Only the lines from the one with "let opts = ConnectionOptions::from_uri(&uri, 9);" to the end of the records are wanted, each repeated exactly, both ends included.

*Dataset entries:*
⟨
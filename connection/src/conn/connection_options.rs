use std::time::Duration;

use common::config::ServerUri;

use crate::SLAVE_SERVER_ID_ENV;

/// Options for one server connection.
#[derive(Debug, Clone)]
pub struct ConnectionOptions {
    pub hostname: String,
    pub port: u16,
    pub username: String,
    pub password: String,

    /// Default database sent in the auth packet.
    pub database: String,

    /// Server id announced in COM_REGISTER_SLAVE and the dump commands.
    pub slave_server_id: u32,

    /// No timeout on the dump stream; binlog events can be arbitrarily
    /// spaced. Command connections may set one.
    pub read_timeout: Option<Duration>,
}

impl Default for ConnectionOptions {
    fn default() -> Self {
        ConnectionOptions {
            hostname: "127.0.0.1".to_string(),
            port: 3306,
            username: "root".to_string(),
            password: String::new(),
            database: "mysql".to_string(),
            slave_server_id: resolve_slave_server_id(1),
            read_timeout: None,
        }
    }
}

impl ConnectionOptions {
    pub fn from_uri(uri: &ServerUri, slave_server_id: u32) -> Self {
        ConnectionOptions {
            hostname: uri.host.clone(),
            port: uri.port,
            username: uri.user.clone(),
            password: uri.password.clone(),
            database: "mysql".to_string(),
            slave_server_id: resolve_slave_server_id(slave_server_id),
            read_timeout: None,
        }
    }
}

/// The environment variable wins over the configured id when it parses
/// as a decimal number.
pub fn resolve_slave_server_id(configured: u32) -> u32 {
    std::env::var(SLAVE_SERVER_ID_ENV)
        .ok()
        .and_then(|v| v.trim().parse::<u32>().ok())
        .unwrap_or(configured)
}

#[cfg(test)]
mod tests {
    use super::*;

    #[test]
    fn options_from_uri() {
        let uri = ServerUri::parse("mysql://repl:pw@db:3307").unwrap();
        let opts = ConnectionOptions::from_uri(&uri, 9);
        assert_eq!(opts.hostname, "db");
        assert_eq!(opts.port, 3307);
        assert_eq!(opts.username, "repl");
        assert_eq!(opts.password, "pw");
        assert_eq!(opts.database, "mysql");
    }
}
⟩
*RESPONSE:*
        let opts = ConnectionOptions::from_uri(&uri, 9);
        assert_eq!(opts.hostname, "db");
        assert_eq!(opts.port, 3307);
        assert_eq!(opts.username, "repl");
        assert_eq!(opts.password, "pw");
        assert_eq!(opts.database, "mysql");
    }
}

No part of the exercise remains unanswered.